Work instruction:
Starting at the first line of the listing below and ending at the line with "fn join_paths(paths: &[PathBuf])", copy each line exactly.

Data records:
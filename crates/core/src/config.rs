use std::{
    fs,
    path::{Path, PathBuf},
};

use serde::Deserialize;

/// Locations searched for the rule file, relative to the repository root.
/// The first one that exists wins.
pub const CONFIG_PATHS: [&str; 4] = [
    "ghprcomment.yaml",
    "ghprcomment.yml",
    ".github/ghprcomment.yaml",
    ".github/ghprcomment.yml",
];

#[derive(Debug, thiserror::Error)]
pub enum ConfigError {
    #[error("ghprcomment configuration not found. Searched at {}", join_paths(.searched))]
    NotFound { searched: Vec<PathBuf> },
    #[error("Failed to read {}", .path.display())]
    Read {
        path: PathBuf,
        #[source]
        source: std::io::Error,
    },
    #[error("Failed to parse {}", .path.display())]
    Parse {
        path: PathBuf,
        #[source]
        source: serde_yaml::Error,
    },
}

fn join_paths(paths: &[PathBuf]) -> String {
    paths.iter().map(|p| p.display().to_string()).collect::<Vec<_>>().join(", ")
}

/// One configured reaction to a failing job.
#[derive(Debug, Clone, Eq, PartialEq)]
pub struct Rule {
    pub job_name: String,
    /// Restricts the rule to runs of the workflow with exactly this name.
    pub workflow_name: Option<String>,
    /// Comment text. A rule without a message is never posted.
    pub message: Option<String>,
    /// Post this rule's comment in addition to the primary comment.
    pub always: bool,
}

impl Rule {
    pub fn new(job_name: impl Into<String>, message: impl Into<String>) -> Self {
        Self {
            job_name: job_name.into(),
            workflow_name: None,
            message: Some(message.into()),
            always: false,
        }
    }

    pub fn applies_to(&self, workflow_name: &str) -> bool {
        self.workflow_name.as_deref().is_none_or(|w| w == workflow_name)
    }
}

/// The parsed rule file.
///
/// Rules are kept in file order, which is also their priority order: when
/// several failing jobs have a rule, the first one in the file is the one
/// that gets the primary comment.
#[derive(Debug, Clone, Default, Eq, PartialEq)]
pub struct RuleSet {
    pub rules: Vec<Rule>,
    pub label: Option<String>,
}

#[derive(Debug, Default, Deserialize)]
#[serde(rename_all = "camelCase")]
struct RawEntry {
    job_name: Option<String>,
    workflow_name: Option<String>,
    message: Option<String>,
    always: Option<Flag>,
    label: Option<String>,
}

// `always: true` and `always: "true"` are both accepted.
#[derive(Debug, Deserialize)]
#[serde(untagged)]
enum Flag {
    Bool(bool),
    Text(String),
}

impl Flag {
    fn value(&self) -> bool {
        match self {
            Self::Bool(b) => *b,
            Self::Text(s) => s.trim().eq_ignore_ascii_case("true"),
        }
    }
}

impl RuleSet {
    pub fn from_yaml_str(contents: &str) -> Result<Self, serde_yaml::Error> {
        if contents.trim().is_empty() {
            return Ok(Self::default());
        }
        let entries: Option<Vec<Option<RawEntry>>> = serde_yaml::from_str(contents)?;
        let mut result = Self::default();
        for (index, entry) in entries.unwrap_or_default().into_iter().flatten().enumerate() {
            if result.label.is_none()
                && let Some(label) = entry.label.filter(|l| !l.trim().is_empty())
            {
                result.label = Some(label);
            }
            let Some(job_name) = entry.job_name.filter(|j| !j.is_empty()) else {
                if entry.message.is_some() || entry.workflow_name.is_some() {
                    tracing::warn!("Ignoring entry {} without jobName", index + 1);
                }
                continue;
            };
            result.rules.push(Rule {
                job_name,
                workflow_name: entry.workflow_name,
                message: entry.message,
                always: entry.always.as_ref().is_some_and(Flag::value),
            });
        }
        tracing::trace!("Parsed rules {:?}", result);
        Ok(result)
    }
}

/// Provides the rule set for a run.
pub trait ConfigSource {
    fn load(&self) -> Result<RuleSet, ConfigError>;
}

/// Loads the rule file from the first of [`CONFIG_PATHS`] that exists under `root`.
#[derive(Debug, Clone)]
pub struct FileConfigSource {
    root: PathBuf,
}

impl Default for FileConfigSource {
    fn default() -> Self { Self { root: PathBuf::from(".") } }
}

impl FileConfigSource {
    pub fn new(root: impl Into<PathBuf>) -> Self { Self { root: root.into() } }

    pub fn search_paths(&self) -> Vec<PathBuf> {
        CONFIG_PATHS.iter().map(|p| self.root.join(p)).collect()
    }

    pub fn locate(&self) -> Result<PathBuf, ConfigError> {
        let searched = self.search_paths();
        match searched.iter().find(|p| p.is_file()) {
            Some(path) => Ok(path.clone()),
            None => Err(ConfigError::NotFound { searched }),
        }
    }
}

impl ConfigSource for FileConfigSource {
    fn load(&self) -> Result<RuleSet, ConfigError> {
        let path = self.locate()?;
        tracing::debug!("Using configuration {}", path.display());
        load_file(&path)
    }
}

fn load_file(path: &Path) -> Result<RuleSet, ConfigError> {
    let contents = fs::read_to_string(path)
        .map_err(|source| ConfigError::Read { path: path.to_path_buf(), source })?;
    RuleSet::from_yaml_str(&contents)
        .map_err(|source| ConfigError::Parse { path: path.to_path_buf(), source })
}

Solution for this task:
filename crates/core/src/config.rs
use std::{
    fs,
    path::{Path, PathBuf},
};

use serde::Deserialize;

/// Locations searched for the rule file, relative to the repository root.
/// The first one that exists wins.
pub const CONFIG_PATHS: [&str; 4] = [
    "ghprcomment.yaml",
    "ghprcomment.yml",
    ".github/ghprcomment.yaml",
    ".github/ghprcomment.yml",
];

#[derive(Debug, thiserror::Error)]
pub enum ConfigError {
    #[error("ghprcomment configuration not found. Searched at {}", join_paths(.searched))]
    NotFound { searched: Vec<PathBuf> },
    #[error("Failed to read {}", .path.display())]
    Read {
        path: PathBuf,
        #[source]
        source: std::io::Error,
    },
    #[error("Failed to parse {}", .path.display())]
    Parse {
        path: PathBuf,
        #[source]
        source: serde_yaml::Error,
    },
}

fn join_paths(paths: &[PathBuf]) -> String {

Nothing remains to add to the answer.